_PROBLEM TO WORK ON_
Please return every line in the entries below with the word "retrievable" in it.

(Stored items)

//! Compile command implementation
//!
//! This module implements the `compile` command for turning an export
//! request file into its canonical query plan without dispatching a task.

use crate::compiler::{compile_filters, compile_plain};
use crate::domain::{ExportRequest, PlainQuery};
use clap::Args;
use std::fs;

/// Arguments for the compile command
#[derive(Args, Debug)]
pub struct CompileArgs {
    /// Path to a JSON export request file
    #[arg(short, long)]
    pub request: String,

    /// Treat the file as a plain query instead of an export request
    #[arg(long)]
    pub plain: bool,
}

impl CompileArgs {
    /// Execute the compile command
    pub async fn execute(&self) -> anyhow::Result<i32> {
        tracing::info!(request = %self.request, plain = self.plain, "Compiling request");

        println!("🔧 Compiling request file: {}", self.request);
        println!();

        let contents = match fs::read_to_string(&self.request) {
            Ok(c) => c,
            Err(e) => {
                println!("❌ Failed to read request file");
                println!("   Error: {e}");
                return Ok(2);
            }
        };

        if self.plain {
            self.compile_plain_query(&contents)
        } else {
            self.compile_export_request(&contents)
        }
    }

    fn compile_export_request(&self, contents: &str) -> anyhow::Result<i32> {
        let request: ExportRequest = match serde_json::from_str(contents) {
            Ok(r) => r,
            Err(e) => {
                println!("❌ Failed to parse export request");
                println!("   Error: {e}");
                return Ok(2);
            }
        };

        if let Err(e) = request.validate() {
            println!("❌ Invalid export request");
            println!("   Error: {e}");
            return Ok(3);
        }

        match compile_filters(&request.geometry_type, request.filters.as_ref()) {
            Ok(plan) => {
                println!("✅ Request compiled successfully");
                println!();
                println!("{}", plan.to_canonical_json()?);
                Ok(0)
            }
            Err(e) => {
                println!("❌ Filter compilation failed");
                println!("   Error: {e}");
                Ok(3)
            }
        }
    }

    fn compile_plain_query(&self, contents: &str) -> anyhow::Result<i32> {
        let query: PlainQuery = match serde_json::from_str(contents) {
            Ok(q) => q,
            Err(e) => {
                println!("❌ Failed to parse plain query");
                println!("   Error: {e}");
                return Ok(2);
            }
        };

        match compile_plain(&query) {
            Ok(plan) => {
                println!("✅ Plain query compiled successfully");
                println!();
                println!("{}", serde_json::to_string_pretty(&plan)?);
                Ok(0)
            }
            Err(e) => {
                println!("❌ Plain query compilation failed");
                println!("   Error: {e}");
                Ok(3)
            }
        }
    }
}
//! Upload completion watcher
//!
//! After an export artifact is produced and handed to the object store,
//! this watcher polls the artifact's URL until it is retrievable or a
//! deadline elapses, then cleans up the task's local temporary state.
//!
//! This is the highest-risk correctness boundary in the system: local
//! state is deleted only after positive confirmation of remote
//! availability, never speculatively and never on an ambiguous probe
//! result. A timed-out watch deliberately retains the local artifact for
//! manual recovery.

use crate::adapters::objectstore::UploadProbe;
use std::path::{Path, PathBuf};
use std::sync::Arc;
use std::time::Duration;
use tokio::task::JoinHandle;
use tokio::time::Instant;
use url::Url;

/// How one watch cycle ended
#[derive(Debug, Clone, Copy, PartialEq, Eq)]
pub enum WatchOutcome {
    /// Remote availability confirmed; local state removed
    Uploaded,
    /// Deadline elapsed without confirmation; local state retained
    TimedOut,
}

/// Poll interval and overall deadline for one watch cycle
#[derive(Debug, Clone, Copy)]
pub struct WatchOptions {
    pub poll_interval: Duration,
    pub deadline: Duration,
}

impl Default for WatchOptions {
    fn default() -> Self {
        Self {
            poll_interval: Duration::from_secs(3),
            deadline: Duration::from_secs(300),
        }
    }
}

/// Watches one uploaded artifact until it is retrievable or the deadline
/// elapses
///
/// The probe-and-sleep sequence is strictly sequential: probes never
/// overlap within a cycle. There is no cancellation signal; the only exit
/// conditions are confirmed upload and deadline expiry.
pub async fn watch_upload(
    probe: &dyn UploadProbe,
    url: &Url,
    local_path: &Path,
    options: WatchOptions,
) -> WatchOutcome {
    let started = Instant::now();
    loop {
        if started.elapsed() >= options.deadline {
            tracing::error!(
                url = %url,
                path = %local_path.display(),
                deadline_secs = options.deadline.as_secs(),
                "Upload watch deadline elapsed, keeping local artifact"
            );
            return WatchOutcome::TimedOut;
        }

        if probe.exists(url).await {
            tracing::debug!(
                url = %url,
                path = %local_path.display(),
                "Upload confirmed, flushing local artifact"
            );
            remove_local_artifact(local_path).await;
            return WatchOutcome::Uploaded;
        }

        tracing::debug!(url = %url, "Upload is not done yet, waiting");
        tokio::time::sleep(options.poll_interval).await;
    }
}

/// Spawns a watch as its own tokio task
///
/// The watch runs as an independently schedulable unit: waiting for one
/// task's upload never blocks acceptance or processing of other tasks, and
/// watches across tasks run concurrently without coordination.
pub fn spawn_watch(
    probe: Arc<dyn UploadProbe>,
    url: Url,
    local_path: PathBuf,
    options: WatchOptions,
) -> JoinHandle<WatchOutcome> {
    tokio::spawn(async move { watch_upload(probe.as_ref(), &url, &local_path, options).await })
}

/// Removes the task's local temporary state (file or directory)
///
/// Cleanup failures are logged and swallowed: the watch outcome is
/// reported independently of cleanup success.
async fn remove_local_artifact(path: &Path) {
    let result = if path.is_dir() {
        tokio::fs::remove_dir_all(path).await
    } else {
        tokio::fs::remove_file(path).await
    };
    if let Err(e) = result {
        tracing::error!(path = %path.display(), error = %e, "Failed to remove local artifact");
    }
}
//! Filter and plain-query compilers
//!
//! Pure, synchronous normalization of the two request DSLs into canonical
//! query plans. Everything here is deterministic and free of I/O; the
//! plans are the contract handed to the feature store.

pub mod filter;
pub mod plain;

pub use filter::{compile_filters, GeometryPlan, QueryPlan};
pub use plain::{compile_plain, PlainCondition, PlainQueryPlan, Projection};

_TASK SOLUTION_
//! this watcher polls the artifact's URL until it is retrievable or a
/// Watches one uploaded artifact until it is retrievable or the deadline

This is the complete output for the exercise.